▸ **Description of the task**: Within the records below, find each line with the word "SurfaceAttributesBuilder" and copy it out.

▸ **Data for processing**:

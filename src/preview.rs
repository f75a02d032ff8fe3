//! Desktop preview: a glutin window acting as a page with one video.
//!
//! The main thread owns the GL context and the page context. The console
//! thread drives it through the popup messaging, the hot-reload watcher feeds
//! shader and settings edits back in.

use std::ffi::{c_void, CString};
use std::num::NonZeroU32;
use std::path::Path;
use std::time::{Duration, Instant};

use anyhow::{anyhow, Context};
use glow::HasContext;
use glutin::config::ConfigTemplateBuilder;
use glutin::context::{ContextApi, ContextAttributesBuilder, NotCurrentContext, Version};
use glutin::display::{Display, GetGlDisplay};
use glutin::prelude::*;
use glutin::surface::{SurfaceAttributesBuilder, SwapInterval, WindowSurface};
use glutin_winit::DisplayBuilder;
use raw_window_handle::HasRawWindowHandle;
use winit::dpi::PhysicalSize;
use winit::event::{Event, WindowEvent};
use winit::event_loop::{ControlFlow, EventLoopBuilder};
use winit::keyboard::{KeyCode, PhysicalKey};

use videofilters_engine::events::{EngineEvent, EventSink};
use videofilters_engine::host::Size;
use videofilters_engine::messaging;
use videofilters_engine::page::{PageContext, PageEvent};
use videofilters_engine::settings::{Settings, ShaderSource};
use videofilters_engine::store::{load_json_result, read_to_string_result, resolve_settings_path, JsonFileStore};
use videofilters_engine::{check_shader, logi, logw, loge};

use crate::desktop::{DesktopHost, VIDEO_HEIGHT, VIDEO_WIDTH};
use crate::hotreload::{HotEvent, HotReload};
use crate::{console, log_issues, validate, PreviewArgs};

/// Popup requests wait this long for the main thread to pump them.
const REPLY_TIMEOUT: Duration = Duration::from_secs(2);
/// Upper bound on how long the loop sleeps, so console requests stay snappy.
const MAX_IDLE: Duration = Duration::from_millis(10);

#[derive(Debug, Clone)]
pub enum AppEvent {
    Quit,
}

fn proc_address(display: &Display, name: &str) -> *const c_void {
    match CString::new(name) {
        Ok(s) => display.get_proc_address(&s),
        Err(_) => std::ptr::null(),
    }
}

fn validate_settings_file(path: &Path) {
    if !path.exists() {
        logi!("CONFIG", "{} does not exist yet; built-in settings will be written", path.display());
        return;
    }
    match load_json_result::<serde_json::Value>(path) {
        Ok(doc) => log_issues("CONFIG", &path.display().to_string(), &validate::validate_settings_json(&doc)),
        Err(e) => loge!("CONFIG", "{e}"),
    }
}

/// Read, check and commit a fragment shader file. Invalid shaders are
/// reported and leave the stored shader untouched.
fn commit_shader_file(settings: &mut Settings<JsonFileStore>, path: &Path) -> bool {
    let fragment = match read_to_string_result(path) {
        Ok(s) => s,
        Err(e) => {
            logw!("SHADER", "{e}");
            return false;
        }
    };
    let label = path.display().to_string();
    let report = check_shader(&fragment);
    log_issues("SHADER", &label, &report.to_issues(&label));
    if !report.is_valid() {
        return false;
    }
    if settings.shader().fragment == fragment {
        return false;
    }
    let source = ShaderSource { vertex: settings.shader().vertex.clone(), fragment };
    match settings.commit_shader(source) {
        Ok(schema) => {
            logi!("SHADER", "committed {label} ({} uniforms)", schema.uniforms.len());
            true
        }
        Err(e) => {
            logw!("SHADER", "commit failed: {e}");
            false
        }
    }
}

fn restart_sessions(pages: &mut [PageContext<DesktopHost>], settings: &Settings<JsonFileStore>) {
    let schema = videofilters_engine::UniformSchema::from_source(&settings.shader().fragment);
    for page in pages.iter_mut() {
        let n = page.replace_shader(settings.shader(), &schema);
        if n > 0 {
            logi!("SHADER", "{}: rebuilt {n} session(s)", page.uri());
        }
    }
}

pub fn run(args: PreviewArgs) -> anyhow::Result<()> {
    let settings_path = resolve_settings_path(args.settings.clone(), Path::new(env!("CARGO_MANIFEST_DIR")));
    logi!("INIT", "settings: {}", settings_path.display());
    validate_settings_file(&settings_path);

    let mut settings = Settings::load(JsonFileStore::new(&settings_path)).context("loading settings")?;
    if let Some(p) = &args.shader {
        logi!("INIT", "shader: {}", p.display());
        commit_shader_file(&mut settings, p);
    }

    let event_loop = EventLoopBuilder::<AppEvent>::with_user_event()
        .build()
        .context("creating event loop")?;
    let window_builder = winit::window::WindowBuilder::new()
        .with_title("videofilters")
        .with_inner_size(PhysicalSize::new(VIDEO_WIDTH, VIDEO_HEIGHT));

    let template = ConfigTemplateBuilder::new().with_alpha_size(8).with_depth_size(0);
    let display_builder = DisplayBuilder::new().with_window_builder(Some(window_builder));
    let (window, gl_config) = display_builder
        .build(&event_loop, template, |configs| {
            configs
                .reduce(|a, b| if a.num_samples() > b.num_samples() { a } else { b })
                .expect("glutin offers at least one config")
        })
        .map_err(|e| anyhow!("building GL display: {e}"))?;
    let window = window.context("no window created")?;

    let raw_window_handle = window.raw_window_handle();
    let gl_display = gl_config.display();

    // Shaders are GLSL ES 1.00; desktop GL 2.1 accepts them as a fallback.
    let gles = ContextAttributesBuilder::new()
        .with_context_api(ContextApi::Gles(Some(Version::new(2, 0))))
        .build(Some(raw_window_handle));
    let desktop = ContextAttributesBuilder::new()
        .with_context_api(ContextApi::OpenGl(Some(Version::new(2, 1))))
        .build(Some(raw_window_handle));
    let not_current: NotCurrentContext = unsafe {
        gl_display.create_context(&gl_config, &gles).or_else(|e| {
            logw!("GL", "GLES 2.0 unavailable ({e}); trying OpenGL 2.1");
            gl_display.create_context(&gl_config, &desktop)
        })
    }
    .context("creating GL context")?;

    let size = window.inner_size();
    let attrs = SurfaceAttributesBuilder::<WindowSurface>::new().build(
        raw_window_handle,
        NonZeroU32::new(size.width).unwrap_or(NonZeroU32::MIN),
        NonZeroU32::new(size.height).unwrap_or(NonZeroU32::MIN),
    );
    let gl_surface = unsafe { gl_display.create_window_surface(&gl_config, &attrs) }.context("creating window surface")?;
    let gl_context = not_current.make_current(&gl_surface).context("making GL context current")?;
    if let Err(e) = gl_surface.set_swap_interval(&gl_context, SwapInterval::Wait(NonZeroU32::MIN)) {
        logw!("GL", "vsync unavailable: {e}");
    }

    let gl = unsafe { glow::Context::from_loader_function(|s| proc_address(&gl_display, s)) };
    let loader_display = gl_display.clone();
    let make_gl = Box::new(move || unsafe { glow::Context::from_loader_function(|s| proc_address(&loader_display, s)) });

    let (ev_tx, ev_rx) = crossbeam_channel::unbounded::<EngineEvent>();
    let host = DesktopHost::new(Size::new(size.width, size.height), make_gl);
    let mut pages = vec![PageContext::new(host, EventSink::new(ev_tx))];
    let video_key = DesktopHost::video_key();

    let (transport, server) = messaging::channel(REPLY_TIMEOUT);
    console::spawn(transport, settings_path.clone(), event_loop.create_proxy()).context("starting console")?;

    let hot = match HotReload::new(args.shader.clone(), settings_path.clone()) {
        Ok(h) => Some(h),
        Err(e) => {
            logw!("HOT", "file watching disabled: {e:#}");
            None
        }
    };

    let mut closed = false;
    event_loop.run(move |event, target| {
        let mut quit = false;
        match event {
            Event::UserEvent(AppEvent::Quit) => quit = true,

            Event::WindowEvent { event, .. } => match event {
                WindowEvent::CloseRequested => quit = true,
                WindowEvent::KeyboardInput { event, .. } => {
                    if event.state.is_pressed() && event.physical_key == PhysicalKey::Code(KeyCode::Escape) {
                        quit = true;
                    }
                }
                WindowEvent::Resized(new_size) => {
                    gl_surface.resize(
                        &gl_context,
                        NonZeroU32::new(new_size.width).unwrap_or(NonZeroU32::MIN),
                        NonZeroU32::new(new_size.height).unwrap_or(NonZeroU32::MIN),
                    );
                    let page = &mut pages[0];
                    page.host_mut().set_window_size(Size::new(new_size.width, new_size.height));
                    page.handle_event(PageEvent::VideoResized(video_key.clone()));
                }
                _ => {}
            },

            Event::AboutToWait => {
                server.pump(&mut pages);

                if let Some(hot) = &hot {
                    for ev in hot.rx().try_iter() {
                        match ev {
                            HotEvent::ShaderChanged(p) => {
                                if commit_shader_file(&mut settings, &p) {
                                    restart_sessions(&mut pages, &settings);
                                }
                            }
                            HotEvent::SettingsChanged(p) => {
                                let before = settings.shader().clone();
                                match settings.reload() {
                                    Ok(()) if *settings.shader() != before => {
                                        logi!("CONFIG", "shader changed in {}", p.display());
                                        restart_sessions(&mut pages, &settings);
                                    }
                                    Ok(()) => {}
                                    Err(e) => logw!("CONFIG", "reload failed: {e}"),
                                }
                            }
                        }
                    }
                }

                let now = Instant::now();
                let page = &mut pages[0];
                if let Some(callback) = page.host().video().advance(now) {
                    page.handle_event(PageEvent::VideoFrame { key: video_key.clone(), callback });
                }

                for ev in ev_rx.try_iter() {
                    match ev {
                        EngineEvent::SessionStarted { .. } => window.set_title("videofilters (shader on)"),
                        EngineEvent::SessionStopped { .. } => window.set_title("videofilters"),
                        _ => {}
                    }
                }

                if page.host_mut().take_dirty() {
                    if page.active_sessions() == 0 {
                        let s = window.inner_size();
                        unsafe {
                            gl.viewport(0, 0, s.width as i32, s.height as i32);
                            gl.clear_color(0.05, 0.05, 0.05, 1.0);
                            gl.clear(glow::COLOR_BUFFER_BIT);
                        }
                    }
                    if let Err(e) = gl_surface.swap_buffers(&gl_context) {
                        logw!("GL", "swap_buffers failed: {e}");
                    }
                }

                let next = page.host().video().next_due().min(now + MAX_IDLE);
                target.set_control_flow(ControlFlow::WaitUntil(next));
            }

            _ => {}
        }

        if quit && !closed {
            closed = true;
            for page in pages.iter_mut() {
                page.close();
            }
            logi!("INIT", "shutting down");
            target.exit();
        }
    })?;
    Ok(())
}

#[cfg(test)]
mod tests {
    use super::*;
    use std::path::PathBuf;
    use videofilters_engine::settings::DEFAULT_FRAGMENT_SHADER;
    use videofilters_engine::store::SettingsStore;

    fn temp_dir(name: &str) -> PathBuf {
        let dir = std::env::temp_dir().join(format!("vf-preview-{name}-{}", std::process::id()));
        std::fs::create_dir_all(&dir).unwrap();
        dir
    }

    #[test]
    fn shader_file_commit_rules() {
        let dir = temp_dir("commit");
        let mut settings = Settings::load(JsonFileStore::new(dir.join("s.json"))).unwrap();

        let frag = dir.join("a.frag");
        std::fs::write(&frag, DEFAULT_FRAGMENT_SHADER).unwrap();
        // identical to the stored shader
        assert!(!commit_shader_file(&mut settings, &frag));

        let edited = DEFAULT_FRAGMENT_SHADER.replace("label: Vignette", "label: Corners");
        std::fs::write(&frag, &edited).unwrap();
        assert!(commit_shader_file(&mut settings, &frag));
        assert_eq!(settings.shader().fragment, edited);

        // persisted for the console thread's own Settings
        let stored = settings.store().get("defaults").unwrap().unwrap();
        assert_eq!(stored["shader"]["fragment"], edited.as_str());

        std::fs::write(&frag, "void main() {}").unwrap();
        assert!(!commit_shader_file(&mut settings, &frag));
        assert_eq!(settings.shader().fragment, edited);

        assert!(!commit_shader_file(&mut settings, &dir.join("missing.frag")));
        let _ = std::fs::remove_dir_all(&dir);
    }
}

* * *

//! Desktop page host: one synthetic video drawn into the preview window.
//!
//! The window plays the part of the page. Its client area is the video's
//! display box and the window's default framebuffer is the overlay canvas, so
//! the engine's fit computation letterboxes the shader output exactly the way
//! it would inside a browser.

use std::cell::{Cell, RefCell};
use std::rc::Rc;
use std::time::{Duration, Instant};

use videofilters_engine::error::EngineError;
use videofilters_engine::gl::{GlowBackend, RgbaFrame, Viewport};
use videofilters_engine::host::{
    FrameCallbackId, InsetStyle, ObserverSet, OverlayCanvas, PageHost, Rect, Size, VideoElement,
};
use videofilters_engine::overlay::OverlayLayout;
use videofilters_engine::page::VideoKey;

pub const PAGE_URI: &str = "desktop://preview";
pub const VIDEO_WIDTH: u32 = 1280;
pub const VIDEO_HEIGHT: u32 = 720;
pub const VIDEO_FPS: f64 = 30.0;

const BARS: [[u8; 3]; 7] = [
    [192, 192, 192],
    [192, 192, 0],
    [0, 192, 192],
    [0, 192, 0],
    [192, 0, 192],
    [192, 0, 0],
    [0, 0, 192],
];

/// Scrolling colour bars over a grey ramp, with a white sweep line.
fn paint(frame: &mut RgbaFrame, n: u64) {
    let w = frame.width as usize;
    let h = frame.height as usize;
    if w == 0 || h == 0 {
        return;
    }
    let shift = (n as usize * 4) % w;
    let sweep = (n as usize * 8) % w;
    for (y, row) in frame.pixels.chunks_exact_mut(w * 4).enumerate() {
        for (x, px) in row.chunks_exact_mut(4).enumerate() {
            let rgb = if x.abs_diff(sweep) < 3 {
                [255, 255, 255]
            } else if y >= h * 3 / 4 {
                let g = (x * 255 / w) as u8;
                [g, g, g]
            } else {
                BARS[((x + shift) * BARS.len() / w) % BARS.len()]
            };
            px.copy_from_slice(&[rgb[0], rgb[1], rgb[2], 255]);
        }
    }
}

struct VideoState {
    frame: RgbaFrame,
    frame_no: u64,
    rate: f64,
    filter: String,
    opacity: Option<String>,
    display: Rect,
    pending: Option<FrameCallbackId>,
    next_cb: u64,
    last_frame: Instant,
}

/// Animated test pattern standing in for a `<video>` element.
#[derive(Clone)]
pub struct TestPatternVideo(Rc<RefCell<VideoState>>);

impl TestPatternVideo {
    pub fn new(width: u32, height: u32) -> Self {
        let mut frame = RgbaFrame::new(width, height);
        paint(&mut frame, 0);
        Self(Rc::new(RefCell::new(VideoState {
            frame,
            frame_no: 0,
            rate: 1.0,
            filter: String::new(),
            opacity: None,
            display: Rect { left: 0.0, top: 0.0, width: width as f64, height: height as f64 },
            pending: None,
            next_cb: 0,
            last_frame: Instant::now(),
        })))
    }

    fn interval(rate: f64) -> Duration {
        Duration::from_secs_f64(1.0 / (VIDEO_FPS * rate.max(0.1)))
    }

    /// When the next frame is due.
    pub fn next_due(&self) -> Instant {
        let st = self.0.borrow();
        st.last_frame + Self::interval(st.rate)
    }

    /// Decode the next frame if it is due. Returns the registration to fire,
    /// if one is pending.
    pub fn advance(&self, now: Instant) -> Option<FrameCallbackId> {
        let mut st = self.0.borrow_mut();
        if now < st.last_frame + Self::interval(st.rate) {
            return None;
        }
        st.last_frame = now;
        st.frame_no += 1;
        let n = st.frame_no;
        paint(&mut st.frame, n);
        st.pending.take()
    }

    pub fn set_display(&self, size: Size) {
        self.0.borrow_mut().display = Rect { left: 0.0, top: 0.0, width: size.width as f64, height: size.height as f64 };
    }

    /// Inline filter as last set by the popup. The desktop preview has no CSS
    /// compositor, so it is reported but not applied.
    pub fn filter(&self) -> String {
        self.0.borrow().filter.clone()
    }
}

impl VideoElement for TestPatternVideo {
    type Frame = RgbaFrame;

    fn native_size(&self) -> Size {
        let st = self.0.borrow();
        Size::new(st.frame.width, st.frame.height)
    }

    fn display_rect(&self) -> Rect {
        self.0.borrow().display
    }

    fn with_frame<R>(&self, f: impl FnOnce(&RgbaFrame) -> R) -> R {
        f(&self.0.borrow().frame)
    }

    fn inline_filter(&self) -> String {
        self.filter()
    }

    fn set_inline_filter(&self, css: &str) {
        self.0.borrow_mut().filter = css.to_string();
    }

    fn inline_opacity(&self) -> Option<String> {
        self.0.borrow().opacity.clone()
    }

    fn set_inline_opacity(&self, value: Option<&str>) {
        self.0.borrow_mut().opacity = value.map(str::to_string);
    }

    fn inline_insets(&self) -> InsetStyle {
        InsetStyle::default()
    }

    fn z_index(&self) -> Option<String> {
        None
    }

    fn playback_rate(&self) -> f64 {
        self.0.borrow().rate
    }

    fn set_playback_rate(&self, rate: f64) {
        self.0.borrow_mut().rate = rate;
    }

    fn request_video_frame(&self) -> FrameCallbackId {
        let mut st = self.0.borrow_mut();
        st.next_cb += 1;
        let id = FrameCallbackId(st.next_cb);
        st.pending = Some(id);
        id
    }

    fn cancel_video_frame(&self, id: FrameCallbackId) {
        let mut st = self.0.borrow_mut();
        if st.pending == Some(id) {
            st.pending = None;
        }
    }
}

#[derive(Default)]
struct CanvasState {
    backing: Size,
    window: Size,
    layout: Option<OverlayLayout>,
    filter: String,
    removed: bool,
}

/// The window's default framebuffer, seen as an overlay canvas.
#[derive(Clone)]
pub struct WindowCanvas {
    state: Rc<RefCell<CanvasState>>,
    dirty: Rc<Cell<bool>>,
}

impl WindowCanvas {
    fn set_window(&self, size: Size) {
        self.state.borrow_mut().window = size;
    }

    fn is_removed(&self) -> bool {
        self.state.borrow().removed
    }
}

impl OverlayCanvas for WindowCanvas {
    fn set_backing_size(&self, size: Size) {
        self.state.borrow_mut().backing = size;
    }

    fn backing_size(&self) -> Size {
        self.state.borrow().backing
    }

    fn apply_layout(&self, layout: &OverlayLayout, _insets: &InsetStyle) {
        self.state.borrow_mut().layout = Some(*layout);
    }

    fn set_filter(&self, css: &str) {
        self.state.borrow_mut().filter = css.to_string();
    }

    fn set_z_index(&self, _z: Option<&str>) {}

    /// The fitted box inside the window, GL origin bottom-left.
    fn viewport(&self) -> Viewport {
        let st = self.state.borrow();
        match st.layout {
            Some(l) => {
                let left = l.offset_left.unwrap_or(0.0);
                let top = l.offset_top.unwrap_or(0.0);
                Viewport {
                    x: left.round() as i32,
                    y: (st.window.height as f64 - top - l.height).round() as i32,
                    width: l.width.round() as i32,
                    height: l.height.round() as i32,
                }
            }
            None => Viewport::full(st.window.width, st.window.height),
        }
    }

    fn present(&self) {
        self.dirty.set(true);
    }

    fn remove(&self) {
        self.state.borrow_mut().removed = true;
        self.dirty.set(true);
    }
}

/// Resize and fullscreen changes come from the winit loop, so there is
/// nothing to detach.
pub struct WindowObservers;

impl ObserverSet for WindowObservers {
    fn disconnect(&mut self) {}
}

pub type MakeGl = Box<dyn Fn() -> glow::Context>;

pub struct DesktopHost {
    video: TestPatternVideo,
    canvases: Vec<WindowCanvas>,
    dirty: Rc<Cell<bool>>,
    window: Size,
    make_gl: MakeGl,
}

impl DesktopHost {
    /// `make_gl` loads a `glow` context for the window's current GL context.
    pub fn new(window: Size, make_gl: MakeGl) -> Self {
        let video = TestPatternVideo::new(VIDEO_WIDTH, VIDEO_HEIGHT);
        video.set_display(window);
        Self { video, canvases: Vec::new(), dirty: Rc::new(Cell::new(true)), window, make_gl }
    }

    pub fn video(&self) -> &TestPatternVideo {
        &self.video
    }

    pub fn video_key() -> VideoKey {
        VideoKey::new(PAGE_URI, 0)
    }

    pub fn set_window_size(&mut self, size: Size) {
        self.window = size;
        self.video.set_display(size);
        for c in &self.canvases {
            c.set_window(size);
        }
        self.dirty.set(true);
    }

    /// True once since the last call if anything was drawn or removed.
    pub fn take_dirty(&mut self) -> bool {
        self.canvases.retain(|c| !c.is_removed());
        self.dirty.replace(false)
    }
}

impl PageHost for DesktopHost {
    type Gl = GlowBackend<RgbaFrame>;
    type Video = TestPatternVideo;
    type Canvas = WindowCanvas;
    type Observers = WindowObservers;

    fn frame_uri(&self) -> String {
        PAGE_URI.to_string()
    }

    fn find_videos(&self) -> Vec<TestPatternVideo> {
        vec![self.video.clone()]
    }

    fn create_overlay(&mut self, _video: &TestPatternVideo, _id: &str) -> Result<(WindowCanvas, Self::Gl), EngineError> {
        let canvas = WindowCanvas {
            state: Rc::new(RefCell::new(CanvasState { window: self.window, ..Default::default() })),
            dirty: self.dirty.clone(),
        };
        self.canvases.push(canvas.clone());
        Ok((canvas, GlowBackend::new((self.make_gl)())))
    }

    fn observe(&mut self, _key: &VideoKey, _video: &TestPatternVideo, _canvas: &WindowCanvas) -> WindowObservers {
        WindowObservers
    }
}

▸ **Result below**:
use glutin::surface::{SurfaceAttributesBuilder, SwapInterval, WindowSurface};
    let attrs = SurfaceAttributesBuilder::<WindowSurface>::new().build(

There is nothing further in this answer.